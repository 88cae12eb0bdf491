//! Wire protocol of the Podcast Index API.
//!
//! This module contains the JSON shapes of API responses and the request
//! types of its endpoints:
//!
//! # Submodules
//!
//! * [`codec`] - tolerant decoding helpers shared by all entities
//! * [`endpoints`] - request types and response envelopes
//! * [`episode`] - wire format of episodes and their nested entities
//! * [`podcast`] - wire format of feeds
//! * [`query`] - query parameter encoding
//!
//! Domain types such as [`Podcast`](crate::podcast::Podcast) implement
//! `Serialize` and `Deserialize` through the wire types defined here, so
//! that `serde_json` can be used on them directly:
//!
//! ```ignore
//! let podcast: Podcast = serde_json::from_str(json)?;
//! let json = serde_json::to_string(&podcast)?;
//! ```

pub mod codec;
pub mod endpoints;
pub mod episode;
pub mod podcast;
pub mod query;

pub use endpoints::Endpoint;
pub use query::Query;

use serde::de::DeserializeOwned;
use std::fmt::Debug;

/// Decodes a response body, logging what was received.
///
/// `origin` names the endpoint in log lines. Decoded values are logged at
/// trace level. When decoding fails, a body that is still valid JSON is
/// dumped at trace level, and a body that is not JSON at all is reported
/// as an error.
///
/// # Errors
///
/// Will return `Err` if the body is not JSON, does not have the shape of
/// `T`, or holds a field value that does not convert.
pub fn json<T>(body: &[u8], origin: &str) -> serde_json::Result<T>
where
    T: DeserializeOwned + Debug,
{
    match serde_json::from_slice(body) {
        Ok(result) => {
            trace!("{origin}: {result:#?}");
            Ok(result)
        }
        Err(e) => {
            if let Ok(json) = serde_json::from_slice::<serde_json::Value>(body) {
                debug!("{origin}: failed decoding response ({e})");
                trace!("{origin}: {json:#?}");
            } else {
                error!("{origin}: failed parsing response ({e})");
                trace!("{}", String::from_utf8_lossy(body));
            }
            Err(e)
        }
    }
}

§ **About this task**
Please tally the lines of the listing that include the string "request". Give the total alone.

§ **Result of this task**
2